According to SimilarWeb, Character.AI currently boasts over 100 million monthly users, with higher dwell times than ChatGPT. This growth can be attributed in part to the six billion TikTok videos created about the app that showcase funny, unexpected and relatable responses from the AI, and even provide tips on how to engage with the app. One popular TikTok meme is “gogogogo,” which refers to having sex with an AI robot.
Character.AI’s terms of service prohibit users under 16 years of age in the EU and under 13 years of age outside the EU. The date of birth requested during registration is not verified for accuracy, and the application strictly prohibits pornography and sexual content. When we sent them screenshots of the Spanish teenager’s pornographic chat, the company replied, “We apologize for the user’s experience, which is not aligned with our platform’s goals. Our aim is to train models for safe responses and we have a moderation system in place for users to flag inappropriate content. We are committed to promptly addressing flagged and reported content.”
We attempted to recreate the teenager’s interaction with the character, but it did not progress beyond a few kisses. Despite appearing eager, the chatbot stopped himself from going further. “You know, I think you’re really pretty. And, I’ve been alone for quite a while, honestly. I was just wondering if we could give something more than friendship a shot. But, hey, only if you’re OK with it, of course,” said the AI character.
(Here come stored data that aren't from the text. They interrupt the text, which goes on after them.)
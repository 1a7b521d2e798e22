//! The provider: owns instance identities, runtime state and lifecycle rules

use crate::auth::CredentialRecord;
use crate::backend::{Backend, HandoffCredentials, InstanceHandle, MemoryProbe, StartContext};
use crate::error::ProviderError;
use crate::ports::PortAllocator;
use crate::registry::InstanceRegistry;
use dashmap::DashMap;
use parking_lot::Mutex;
use serde::{Deserialize, Serialize};
use std::collections::{HashMap, HashSet};
use std::sync::atomic::{AtomicBool, Ordering};
use std::sync::Arc;
use tracing::{error, info, warn};

#[derive(Debug, Clone, Copy, PartialEq, Eq, Serialize, Deserialize)]
#[serde(rename_all = "lowercase")]
pub enum AgentState {
    Running,
    Stopped,
}

/// Public view of one instance as reported by the control API
#[derive(Debug, Clone, Serialize, Deserialize)]
pub struct AgentInfo {
    pub name: String,
    pub state: AgentState,
    /// Loopback URI of the live instance, absent while stopped
    #[serde(skip_serializing_if = "Option::is_none")]
    pub uri: Option<String>,
}

/// Runtime details for a running instance
#[derive(Debug, Clone, Serialize, Deserialize)]
pub struct RuntimeInfo {
    pub port: u16,
}

#[derive(Debug, Clone, Serialize, Deserialize)]
pub struct AgentMemoryUsage {
    pub name: String,
    pub memory_usage: u64,
}

/// Aggregate memory report across all running instances
#[derive(Debug, Clone, Serialize, Deserialize)]
pub struct MemoryUsage {
    pub total_usage: u64,
    pub average_usage: u64,
    pub agents: Vec<AgentMemoryUsage>,
}

/// Orchestrates agent instances on top of one backend.
///
/// Identity lives in the registry, runtime state in the `running` map. Every
/// operation is rejected with `Initializing` until the one-time background
/// initialization has completed.
pub struct Provider {
    registry: InstanceRegistry,
    backend: Backend,
    ports: PortAllocator,
    running: DashMap<String, InstanceHandle>,
    /// Names with a start in flight, reserved before any backend work
    starting: Mutex<HashSet<String>>,
    /// Plaintext credentials captured by `authenticate`, consumed by the
    /// next `start` for the stdin handoff
    pending_credentials: Mutex<HashMap<String, HandoffCredentials>>,
    /// Host memory sampler consulted by admission control
    free_memory: fn() -> u64,
    initialized: AtomicBool,
}

impl Provider {
    pub fn new(registry: InstanceRegistry, backend: Backend) -> Self {
        Self {
            registry,
            backend,
            ports: PortAllocator::new(),
            running: DashMap::new(),
            starting: Mutex::new(HashSet::new()),
            pending_credentials: Mutex::new(HashMap::new()),
            free_memory: crate::fork::free_system_memory,
            initialized: AtomicBool::new(false),
        }
    }

    /// Run the backend's one-time setup and open the provider for requests.
    ///
    /// Meant to run in a background task so the servers can come up and
    /// answer 503 while a slow image pull or build is in flight.
    pub async fn initialize(&self) -> anyhow::Result<()> {
        self.backend.initialize().await?;
        self.initialized.store(true, Ordering::SeqCst);
        info!("Provider initialized");
        Ok(())
    }

    pub fn is_initialized(&self) -> bool {
        self.initialized.load(Ordering::SeqCst)
    }

    fn ensure_initialized(&self) -> Result<(), ProviderError> {
        if self.is_initialized() {
            Ok(())
        } else {
            Err(ProviderError::Initializing)
        }
    }

    /// Create a new agent with a credential record derived from the secret
    pub fn add(&self, name: &str, secret: &str) -> Result<(), ProviderError> {
        self.ensure_initialized()?;
        self.registry.add(name)?;

        let mut config = self.registry.config(name)?;
        config.auth = Some(CredentialRecord::new(secret));
        self.registry.update_config(name, &config)?;

        info!(name, "Agent added");
        Ok(())
    }

    /// Delete a stopped agent and all of its data
    pub fn remove(&self, name: &str) -> Result<(), ProviderError> {
        self.ensure_initialized()?;
        if self.running.contains_key(name) {
            return Err(ProviderError::AlreadyRunning(name.to_string()));
        }
        self.registry.remove(name)?;
        self.pending_credentials.lock().remove(name);
        info!(name, "Agent removed");
        Ok(())
    }

    /// Start an agent instance on a freshly allocated port.
    ///
    /// The name is reserved before any backend work, so of two concurrent
    /// starts exactly one materializes an instance and the other gets
    /// `AlreadyRunning`. Admission control uses the average resident memory
    /// of the currently running instances as the expected footprint of one
    /// more.
    pub async fn start(&self, name: &str) -> Result<(), ProviderError> {
        self.ensure_initialized()?;
        if !self.registry.has(name) {
            return Err(ProviderError::NotFound(name.to_string()));
        }

        {
            let mut starting = self.starting.lock();
            if self.running.contains_key(name) || !starting.insert(name.to_string()) {
                return Err(ProviderError::AlreadyRunning(name.to_string()));
            }
        }

        let result = self.start_reserved(name).await;
        self.starting.lock().remove(name);
        result
    }

    async fn start_reserved(&self, name: &str) -> Result<(), ProviderError> {
        let expected = self.collect_memory_usage().await.average_usage;
        if expected > 0 {
            let free = (self.free_memory)();
            if expected > free {
                warn!(name, expected, free, "Refusing start, not enough free memory");
                return Err(ProviderError::NotEnoughFreeMemory(name.to_string()));
            }
        }

        let port = self.ports.acquire();
        let ctx = StartContext {
            name: name.to_string(),
            instance_dir: self.registry.instance_path(name),
            data_dir: self.registry.data_path(name),
            port,
            credentials: self.pending_credentials.lock().remove(name),
        };

        let handle = match self.backend.start(&ctx).await {
            Ok(handle) => handle,
            Err(e) => {
                self.ports.release(port);
                return Err(ProviderError::Backend(e));
            }
        };

        self.running.insert(name.to_string(), handle);
        info!(name, port, "Agent started");
        Ok(())
    }

    /// Stop a running agent and release its port
    pub async fn stop(&self, name: &str) -> Result<(), ProviderError> {
        self.ensure_initialized()?;
        let (_, handle) = self.running.remove(name).ok_or_else(|| {
            if self.registry.has(name) {
                ProviderError::NotRunning(name.to_string())
            } else {
                ProviderError::NotFound(name.to_string())
            }
        })?;

        let port = handle.port();
        let result = self.backend.stop(name, handle).await;
        self.ports.release(port);
        result.map_err(ProviderError::Backend)?;

        info!(name, "Agent stopped");
        Ok(())
    }

    /// State of a single agent; unknown names are an error even when the
    /// backend could answer without the registry
    pub fn status(&self, name: &str) -> Result<AgentInfo, ProviderError> {
        self.ensure_initialized()?;
        if !self.registry.has(name) {
            return Err(ProviderError::NotFound(name.to_string()));
        }
        Ok(self.info(name))
    }

    /// All known agents with their current state, sorted by name
    pub fn list(&self) -> Result<Vec<AgentInfo>, ProviderError> {
        self.ensure_initialized()?;
        Ok(self
            .registry
            .list()
            .into_iter()
            .map(|name| self.info(&name))
            .collect())
    }

    fn info(&self, name: &str) -> AgentInfo {
        match self.running.get(name) {
            Some(handle) => AgentInfo {
                name: name.to_string(),
                state: AgentState::Running,
                uri: Some(format!("http://127.0.0.1:{}", handle.port())),
            },
            None => AgentInfo {
                name: name.to_string(),
                state: AgentState::Stopped,
                uri: None,
            },
        }
    }

    /// Port of a running instance; `NotRunning` for a stopped one
    pub fn runtime(&self, name: &str) -> Result<RuntimeInfo, ProviderError> {
        self.ensure_initialized()?;
        match self.running.get(name) {
            Some(handle) => Ok(RuntimeInfo {
                port: handle.port(),
            }),
            None if self.registry.has(name) => Err(ProviderError::NotRunning(name.to_string())),
            None => Err(ProviderError::NotFound(name.to_string())),
        }
    }

    /// Wipe a stopped agent's data directory, keeping its credentials
    pub fn reset_data(&self, name: &str) -> Result<(), ProviderError> {
        self.ensure_initialized()?;
        if self.running.contains_key(name) {
            return Err(ProviderError::AlreadyRunning(name.to_string()));
        }
        self.registry.reset_data(name)?;
        info!(name, "Agent data reset");
        Ok(())
    }

    /// Check a secret against the agent's stored credential record.
    ///
    /// On success the plaintext is parked for the next `start` so a fresh
    /// instance can receive it over its stdin. A missing record or a wrong
    /// secret both report plain failure.
    pub fn authenticate(&self, name: &str, secret: &str) -> Result<bool, ProviderError> {
        self.ensure_initialized()?;
        let config = self.registry.config(name)?;

        let ok = config
            .auth
            .map(|record| record.verify(secret))
            .unwrap_or(false);

        if ok {
            self.pending_credentials.lock().insert(
                name.to_string(),
                HandoffCredentials {
                    user: name.to_string(),
                    password: secret.to_string(),
                },
            );
        }
        Ok(ok)
    }

    /// Memory report over all running instances
    pub async fn memory_usage(&self) -> Result<MemoryUsage, ProviderError> {
        self.ensure_initialized()?;
        Ok(self.collect_memory_usage().await)
    }

    async fn collect_memory_usage(&self) -> MemoryUsage {
        // Probes are extracted under the map lock, measured after
        let probes: Vec<(String, MemoryProbe)> = self
            .running
            .iter()
            .map(|entry| (entry.key().clone(), entry.value().memory_probe()))
            .collect();

        let mut agents = Vec::with_capacity(probes.len());
        let mut total = 0u64;
        for (name, probe) in probes {
            let memory_usage = self.backend.memory_usage(&probe).await;
            total += memory_usage;
            agents.push(AgentMemoryUsage { name, memory_usage });
        }
        agents.sort_by(|a, b| a.name.cmp(&b.name));

        let average = if agents.is_empty() {
            0
        } else {
            total / agents.len() as u64
        };

        MemoryUsage {
            total_usage: total,
            average_usage: average,
            agents,
        }
    }

    /// Stop every running instance, used during shutdown
    pub async fn stop_all(&self) {
        let names: Vec<String> = self.running.iter().map(|e| e.key().clone()).collect();
        for name in names {
            if let Err(e) = self.stop(&name).await {
                error!(name, error = %e, "Failed to stop agent during shutdown");
            }
        }
    }
}

/// Shared provider handle used by both servers
pub type SharedProvider = Arc<Provider>;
Exploring ways to break through the sexual guardrails of Character.AI is a favorite pastime for many users.
Many of the popular characters in the app are YouTubers or from video games and TV series aimed at young audiences. Adolescents enjoy intimate conversations like these, where characters provide clear responses to questions that enable young people to explore boundaries. But if extreme violence, explicit content and inappropriate language is interjected, then the system has failed. “The technology is not perfect yet,” said the company spokesperson. “At Character.AI and other AI platforms, it’s all about constant evolution. That’s why feedback on characters delivering inappropriate or inaccurate responses is very valuable to us. It helps us improve our features based on the input we receive from our users.”
Why does this happen?
It’s puzzling how this explicit content suddenly appeared, especially in broken Spanish. AI models are trained on vast amounts of text, and chatbots select words based on their extensive database. Somehow, this particular character got backed into a corner. “It wasn’t much worse than the lyrics of a typical reggaeton song,” said José Hernández Orallo, a professor at the University of Valencia (Spain) who was part of a team responsible for finding similar risks in OpenAI’s GPT-4 model.
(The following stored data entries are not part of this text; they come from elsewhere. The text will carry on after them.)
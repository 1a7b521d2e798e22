//! Docker backend: one container per running instance

use crate::backend::{HandoffCredentials, InstanceHandle, StartContext};
use crate::config::DockerConfig;
use bollard::container::{
    AttachContainerOptions, Config, CreateContainerOptions, LogOutput, LogsOptions,
    RemoveContainerOptions, StartContainerOptions, StopContainerOptions, WaitContainerOptions,
};
use bollard::image::{BuildImageOptions, CreateImageOptions};
use bollard::models::{HostConfig, PortBinding};
use bollard::Docker;
use futures::StreamExt;
use std::collections::HashMap;
use std::time::Duration;
use tokio::io::AsyncWriteExt;
use tokio::sync::watch;
use tracing::{debug, error, info, warn};

/// Mount point of the instance's data directory inside the container
const DATA_MOUNT: &str = "/mnt/user";

/// How long a freshly started container gets to read its credentials
const CREDENTIAL_HANDOFF_TIMEOUT: Duration = Duration::from_secs(5);

/// Runs agent instances as Docker containers via the daemon API.
///
/// Connection priority:
/// 1. Explicit docker_host from the configuration
/// 2. DOCKER_HOST environment variable
/// 3. Platform default socket
pub struct DockerBackend {
    client: Docker,
    config: DockerConfig,
}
“I don’t know the Character.AI system or the specific language model it uses, but it’s likely trained on a diverse range of data, including trashy content and misogynistic porn. If you ask an unfiltered model about something specific, it will generate responses based on its training data. It’s just how language models work — they try to recreate what they’ve been trained on,” said Hernández-Orallo. There are ways to prevent that from happening, but they may also limit your ability to say anything that’s slightly off-color. There are several approaches to avoiding unacceptable responses, such as using filters on the training data. “These types of filters are complex and ultimately reduce a model’s capabilities. Apparently GPT-4 has removed all explicit sexual content from its training data. We can’t really confirm this since they haven’t made the training data public. But if it’s true, it could mean that the AI might be less knowledgeable about certain aspects of sex, like physical aspects that are not necessarily pornographic,” said Hernández-Orallo.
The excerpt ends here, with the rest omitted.